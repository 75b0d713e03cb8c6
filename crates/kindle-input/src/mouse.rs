//! Mouse button mask and snapshot

use kindle_core::Point;
use serde::{Deserialize, Serialize};
use std::ops::{BitOr, BitOrAssign};

/// A set of mouse buttons packed into a bitmask.
///
/// Checks against a mask succeed only when every button in it is down, so
/// `LEFT | RIGHT` means "both held". The empty mask is the unbound value for
/// action bindings.
#[derive(Clone, Copy, Debug, Default, PartialEq, Eq, Hash)]
pub struct MouseButtons(u32);

impl MouseButtons {
    pub const NONE: Self = Self(0);
    pub const LEFT: Self = Self(1 << 0);
    pub const MIDDLE: Self = Self(1 << 1);
    pub const RIGHT: Self = Self(1 << 2);
    pub const X1: Self = Self(1 << 3);
    pub const X2: Self = Self(1 << 4);

    pub const fn from_bits(bits: u32) -> Self {
        Self(bits)
    }

    pub const fn bits(self) -> u32 {
        self.0
    }

    pub const fn is_empty(self) -> bool {
        self.0 == 0
    }

    /// True when every button of `other` is also in `self`
    pub const fn contains(self, other: Self) -> bool {
        self.0 & other.0 == other.0
    }

    pub fn insert(&mut self, other: Self) {
        self.0 |= other.0;
    }

    pub fn remove(&mut self, other: Self) {
        self.0 &= !other.0;
    }
}

impl BitOr for MouseButtons {
    type Output = Self;
    fn bitor(self, other: Self) -> Self {
        Self(self.0 | other.0)
    }
}

impl BitOrAssign for MouseButtons {
    fn bitor_assign(&mut self, other: Self) {
        self.0 |= other.0;
    }
}

/// Named mouse buttons, used by binding files
#[derive(Debug, Clone, Copy, PartialEq, Eq, Hash, Serialize, Deserialize)]
pub enum MouseButtonName {
    Left,
    Middle,
    Right,
    X1,
    X2,
}

impl From<MouseButtonName> for MouseButtons {
    fn from(name: MouseButtonName) -> Self {
        match name {
            MouseButtonName::Left => MouseButtons::LEFT,
            MouseButtonName::Middle => MouseButtons::MIDDLE,
            MouseButtonName::Right => MouseButtons::RIGHT,
            MouseButtonName::X1 => MouseButtons::X1,
            MouseButtonName::X2 => MouseButtons::X2,
        }
    }
}

/// Mouse state captured for one frame
#[derive(Clone, Copy, Debug, Default, PartialEq, Eq)]
pub struct MouseSnapshot {
    pub buttons: MouseButtons,
    /// Cursor position in window pixels
    pub position: Point,
}

impl MouseSnapshot {
    pub fn new(buttons: MouseButtons, position: Point) -> Self {
        Self { buttons, position }
    }
}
* * *
** What you will do **
Every line above in which the word "bits" is present must be copied into the answer.

** Written solution **
    pub const fn from_bits(bits: u32) -> Self {
        Self(bits)
    pub const fn bits(self) -> u32 {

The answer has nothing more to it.